Stored dataset items:
▽
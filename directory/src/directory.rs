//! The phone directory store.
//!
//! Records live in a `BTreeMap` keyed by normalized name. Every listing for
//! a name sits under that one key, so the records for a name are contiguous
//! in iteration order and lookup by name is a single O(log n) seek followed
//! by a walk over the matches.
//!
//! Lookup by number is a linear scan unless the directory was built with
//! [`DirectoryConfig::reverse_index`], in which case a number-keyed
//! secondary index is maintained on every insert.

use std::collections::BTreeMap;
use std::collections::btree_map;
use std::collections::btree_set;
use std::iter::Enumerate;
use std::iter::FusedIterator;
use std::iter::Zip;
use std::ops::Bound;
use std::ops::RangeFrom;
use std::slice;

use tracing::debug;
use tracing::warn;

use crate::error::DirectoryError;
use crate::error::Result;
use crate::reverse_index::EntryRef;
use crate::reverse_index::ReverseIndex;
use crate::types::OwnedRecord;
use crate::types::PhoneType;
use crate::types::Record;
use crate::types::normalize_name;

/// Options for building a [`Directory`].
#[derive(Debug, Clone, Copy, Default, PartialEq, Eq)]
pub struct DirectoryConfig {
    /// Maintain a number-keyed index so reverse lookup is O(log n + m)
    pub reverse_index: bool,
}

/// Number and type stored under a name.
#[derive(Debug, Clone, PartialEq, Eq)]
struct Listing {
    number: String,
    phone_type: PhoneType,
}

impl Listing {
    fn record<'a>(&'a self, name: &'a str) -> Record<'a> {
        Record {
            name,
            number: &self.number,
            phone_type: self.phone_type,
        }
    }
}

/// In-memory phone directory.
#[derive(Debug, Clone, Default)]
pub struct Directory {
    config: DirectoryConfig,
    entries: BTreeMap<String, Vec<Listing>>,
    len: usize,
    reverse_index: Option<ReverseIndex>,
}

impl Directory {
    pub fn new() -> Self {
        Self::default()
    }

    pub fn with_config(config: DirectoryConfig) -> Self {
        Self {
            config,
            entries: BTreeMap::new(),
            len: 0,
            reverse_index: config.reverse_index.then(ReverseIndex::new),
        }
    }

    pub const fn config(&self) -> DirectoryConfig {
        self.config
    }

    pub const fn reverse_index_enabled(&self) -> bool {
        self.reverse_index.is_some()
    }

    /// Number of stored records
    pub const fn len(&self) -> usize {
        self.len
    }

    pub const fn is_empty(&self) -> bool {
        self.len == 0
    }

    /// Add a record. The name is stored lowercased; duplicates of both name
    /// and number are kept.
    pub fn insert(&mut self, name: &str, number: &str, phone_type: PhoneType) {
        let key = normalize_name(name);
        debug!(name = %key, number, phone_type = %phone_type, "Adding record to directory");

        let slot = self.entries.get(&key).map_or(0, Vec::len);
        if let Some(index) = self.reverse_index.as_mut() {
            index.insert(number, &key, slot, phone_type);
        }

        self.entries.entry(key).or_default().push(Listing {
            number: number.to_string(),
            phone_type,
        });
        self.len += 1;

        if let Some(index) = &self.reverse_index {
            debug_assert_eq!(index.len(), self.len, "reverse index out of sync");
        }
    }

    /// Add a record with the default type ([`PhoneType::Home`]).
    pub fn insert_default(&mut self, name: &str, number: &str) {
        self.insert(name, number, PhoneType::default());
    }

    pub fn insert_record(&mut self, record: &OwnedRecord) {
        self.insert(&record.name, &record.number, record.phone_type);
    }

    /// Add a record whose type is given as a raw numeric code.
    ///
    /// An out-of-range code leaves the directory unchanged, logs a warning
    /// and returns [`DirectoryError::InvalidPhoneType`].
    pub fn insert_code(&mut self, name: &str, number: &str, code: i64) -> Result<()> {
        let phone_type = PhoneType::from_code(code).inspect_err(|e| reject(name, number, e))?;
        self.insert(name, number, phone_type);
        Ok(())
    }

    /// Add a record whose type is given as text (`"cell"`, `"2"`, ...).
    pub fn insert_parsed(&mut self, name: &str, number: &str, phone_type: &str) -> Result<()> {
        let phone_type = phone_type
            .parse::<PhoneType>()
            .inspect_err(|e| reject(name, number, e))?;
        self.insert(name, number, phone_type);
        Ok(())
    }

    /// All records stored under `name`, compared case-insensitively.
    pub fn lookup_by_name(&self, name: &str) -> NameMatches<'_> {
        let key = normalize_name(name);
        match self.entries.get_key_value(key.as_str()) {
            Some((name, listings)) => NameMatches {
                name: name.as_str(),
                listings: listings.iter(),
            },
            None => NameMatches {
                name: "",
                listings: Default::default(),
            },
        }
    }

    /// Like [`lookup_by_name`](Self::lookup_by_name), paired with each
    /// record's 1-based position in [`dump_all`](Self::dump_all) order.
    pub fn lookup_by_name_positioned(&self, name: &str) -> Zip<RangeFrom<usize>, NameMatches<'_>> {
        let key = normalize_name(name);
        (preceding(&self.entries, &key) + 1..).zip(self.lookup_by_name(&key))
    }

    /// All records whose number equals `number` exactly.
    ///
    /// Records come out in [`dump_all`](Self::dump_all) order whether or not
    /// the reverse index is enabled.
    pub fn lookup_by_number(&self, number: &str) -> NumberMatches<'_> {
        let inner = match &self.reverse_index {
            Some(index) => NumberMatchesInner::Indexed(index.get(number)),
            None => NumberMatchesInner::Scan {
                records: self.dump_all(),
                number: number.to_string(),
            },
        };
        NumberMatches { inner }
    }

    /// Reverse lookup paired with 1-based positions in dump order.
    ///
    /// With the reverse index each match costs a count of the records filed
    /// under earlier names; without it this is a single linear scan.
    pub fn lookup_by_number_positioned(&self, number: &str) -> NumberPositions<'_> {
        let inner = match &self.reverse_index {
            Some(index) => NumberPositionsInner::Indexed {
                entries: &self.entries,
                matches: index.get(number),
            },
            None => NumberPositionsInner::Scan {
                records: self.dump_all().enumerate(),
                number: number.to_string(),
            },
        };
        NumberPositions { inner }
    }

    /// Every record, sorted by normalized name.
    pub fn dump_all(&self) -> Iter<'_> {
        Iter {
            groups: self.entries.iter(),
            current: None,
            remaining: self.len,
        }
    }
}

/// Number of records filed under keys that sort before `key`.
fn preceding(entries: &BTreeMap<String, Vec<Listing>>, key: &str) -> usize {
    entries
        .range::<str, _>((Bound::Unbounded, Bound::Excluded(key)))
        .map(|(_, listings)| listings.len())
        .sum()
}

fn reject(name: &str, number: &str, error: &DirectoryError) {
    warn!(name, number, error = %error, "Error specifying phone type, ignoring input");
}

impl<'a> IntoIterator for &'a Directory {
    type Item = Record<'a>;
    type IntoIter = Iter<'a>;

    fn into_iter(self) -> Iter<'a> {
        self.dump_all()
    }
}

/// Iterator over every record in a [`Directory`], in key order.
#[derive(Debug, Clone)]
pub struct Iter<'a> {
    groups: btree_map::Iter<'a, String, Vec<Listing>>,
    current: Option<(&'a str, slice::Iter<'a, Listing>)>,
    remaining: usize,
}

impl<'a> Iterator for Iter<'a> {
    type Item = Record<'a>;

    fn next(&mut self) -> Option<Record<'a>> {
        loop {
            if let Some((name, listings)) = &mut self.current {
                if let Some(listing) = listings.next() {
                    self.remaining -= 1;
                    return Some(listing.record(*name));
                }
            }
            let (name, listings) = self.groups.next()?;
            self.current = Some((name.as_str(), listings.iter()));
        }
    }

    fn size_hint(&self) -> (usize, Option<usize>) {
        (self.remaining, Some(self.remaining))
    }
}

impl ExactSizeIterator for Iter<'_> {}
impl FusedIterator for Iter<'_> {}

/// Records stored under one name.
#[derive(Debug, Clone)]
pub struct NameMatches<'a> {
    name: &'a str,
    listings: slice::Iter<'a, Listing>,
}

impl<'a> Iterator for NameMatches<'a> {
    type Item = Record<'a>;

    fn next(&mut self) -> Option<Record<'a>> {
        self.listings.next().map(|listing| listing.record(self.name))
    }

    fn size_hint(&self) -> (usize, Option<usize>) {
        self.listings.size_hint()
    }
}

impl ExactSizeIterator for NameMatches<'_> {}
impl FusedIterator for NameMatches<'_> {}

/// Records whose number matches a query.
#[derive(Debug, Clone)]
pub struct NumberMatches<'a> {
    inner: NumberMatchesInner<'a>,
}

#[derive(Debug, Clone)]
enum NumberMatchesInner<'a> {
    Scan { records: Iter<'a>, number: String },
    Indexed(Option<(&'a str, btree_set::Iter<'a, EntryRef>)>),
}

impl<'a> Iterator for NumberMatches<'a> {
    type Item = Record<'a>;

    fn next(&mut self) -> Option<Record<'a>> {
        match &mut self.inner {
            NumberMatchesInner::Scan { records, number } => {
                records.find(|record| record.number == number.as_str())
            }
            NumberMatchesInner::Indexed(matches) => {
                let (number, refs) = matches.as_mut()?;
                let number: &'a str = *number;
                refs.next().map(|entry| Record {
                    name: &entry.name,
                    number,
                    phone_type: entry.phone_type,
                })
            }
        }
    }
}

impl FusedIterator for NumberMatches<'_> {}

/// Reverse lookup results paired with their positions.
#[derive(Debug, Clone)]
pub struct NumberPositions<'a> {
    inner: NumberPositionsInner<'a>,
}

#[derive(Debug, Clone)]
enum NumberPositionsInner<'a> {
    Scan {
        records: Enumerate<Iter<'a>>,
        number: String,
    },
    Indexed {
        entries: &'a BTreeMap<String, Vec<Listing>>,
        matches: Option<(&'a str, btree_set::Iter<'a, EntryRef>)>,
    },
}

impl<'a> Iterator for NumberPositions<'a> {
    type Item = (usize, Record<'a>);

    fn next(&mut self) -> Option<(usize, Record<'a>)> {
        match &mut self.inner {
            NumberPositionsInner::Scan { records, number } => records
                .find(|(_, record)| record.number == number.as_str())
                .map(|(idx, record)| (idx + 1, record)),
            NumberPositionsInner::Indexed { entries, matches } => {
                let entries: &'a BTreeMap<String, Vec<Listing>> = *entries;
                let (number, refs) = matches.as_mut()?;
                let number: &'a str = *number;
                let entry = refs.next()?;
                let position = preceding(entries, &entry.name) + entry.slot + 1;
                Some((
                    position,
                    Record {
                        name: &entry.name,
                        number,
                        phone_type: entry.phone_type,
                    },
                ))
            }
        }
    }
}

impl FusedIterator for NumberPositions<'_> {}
△
▽
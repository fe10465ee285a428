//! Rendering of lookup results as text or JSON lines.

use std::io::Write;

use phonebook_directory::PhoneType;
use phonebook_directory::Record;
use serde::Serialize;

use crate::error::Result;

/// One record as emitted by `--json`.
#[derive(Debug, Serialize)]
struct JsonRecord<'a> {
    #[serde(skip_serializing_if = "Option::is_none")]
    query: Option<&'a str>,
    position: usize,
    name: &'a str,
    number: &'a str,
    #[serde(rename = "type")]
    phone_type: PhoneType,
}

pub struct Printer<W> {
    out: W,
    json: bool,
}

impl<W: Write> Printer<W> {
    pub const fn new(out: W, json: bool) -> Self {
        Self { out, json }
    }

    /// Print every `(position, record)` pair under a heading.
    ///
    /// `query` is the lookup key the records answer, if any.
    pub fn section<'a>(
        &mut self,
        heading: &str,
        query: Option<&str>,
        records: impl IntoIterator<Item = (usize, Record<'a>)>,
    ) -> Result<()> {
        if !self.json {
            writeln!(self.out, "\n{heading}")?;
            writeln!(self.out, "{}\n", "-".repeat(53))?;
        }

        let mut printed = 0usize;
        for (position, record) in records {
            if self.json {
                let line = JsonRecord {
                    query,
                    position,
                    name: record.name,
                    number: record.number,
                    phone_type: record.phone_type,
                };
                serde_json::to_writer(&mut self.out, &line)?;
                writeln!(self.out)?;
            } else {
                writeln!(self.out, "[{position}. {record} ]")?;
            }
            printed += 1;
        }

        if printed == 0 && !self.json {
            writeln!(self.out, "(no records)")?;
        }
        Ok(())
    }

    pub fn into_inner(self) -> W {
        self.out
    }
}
△
▽
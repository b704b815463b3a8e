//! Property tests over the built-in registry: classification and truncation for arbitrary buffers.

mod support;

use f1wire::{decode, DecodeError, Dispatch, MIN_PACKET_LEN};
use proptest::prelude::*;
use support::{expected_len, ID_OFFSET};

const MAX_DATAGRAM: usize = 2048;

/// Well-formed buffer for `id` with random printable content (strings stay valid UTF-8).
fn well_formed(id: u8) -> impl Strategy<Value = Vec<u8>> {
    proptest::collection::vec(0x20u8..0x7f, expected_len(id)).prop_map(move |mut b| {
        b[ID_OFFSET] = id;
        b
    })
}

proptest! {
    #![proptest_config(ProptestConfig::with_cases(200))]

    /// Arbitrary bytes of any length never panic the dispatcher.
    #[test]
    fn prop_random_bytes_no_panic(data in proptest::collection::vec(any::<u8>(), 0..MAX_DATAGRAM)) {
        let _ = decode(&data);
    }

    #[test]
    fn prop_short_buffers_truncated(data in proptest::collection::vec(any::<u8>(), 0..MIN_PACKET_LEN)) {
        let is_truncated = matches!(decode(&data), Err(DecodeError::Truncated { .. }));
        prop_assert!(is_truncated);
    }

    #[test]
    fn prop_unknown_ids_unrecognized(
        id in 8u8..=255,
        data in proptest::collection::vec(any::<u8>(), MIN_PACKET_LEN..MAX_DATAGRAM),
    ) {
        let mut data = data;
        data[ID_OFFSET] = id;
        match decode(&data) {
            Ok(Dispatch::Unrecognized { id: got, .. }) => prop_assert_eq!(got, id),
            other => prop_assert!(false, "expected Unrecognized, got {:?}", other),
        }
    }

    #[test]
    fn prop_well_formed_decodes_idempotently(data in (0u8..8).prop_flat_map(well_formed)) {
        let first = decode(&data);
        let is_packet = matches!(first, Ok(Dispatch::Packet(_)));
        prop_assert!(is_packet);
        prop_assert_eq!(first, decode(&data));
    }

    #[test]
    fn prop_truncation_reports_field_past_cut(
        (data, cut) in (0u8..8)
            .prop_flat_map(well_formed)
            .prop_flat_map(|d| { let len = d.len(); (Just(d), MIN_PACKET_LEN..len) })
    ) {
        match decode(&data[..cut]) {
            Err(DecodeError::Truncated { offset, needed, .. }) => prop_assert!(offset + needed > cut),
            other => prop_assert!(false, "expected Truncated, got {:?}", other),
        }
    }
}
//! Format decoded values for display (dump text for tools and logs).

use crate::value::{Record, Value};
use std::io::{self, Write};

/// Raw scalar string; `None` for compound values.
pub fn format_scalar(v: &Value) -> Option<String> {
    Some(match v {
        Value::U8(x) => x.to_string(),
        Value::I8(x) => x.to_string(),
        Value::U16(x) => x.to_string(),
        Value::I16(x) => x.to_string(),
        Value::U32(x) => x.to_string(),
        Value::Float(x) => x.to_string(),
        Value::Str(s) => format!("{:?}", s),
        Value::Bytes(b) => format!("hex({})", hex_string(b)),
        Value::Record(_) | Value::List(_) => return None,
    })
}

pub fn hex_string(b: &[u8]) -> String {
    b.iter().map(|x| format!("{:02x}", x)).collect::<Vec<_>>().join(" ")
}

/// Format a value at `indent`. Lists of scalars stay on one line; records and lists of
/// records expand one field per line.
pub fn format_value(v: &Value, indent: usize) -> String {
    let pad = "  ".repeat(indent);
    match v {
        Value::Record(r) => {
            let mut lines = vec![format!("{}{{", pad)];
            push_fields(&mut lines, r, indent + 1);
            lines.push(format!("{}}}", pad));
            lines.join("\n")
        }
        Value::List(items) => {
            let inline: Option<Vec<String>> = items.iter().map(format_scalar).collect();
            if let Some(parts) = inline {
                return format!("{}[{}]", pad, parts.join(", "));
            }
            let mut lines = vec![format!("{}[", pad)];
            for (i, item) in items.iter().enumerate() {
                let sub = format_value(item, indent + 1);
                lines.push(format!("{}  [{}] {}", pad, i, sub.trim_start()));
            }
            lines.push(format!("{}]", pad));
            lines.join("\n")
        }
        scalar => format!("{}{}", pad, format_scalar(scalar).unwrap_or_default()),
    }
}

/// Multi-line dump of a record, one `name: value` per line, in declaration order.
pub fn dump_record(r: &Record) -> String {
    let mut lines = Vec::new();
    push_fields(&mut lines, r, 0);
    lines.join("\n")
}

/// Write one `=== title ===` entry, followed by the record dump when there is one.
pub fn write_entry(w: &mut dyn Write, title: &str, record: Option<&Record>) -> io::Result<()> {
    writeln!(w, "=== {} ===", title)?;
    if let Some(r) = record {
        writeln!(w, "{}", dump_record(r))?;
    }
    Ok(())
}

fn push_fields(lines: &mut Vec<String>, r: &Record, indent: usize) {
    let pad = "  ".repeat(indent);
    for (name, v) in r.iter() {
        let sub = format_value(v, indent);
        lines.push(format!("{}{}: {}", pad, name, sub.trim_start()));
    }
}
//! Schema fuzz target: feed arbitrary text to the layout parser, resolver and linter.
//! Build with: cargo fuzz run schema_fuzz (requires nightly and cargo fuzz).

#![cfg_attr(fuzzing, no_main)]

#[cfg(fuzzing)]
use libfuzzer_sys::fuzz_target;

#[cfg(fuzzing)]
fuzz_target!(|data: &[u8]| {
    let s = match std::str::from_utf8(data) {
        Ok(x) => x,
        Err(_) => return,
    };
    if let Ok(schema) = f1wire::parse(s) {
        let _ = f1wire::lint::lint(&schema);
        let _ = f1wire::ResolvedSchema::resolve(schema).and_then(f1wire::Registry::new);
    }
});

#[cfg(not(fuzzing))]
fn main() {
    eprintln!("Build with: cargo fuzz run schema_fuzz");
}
△
Every line containing the string "title" is required; copy each such line from the data.

=== Exercise answer ===
/// Write one `=== title ===` entry, followed by the record dump when there is one.
pub fn write_entry(w: &mut dyn Write, title: &str, record: Option<&Record>) -> io::Result<()> {
    writeln!(w, "=== {} ===", title)?;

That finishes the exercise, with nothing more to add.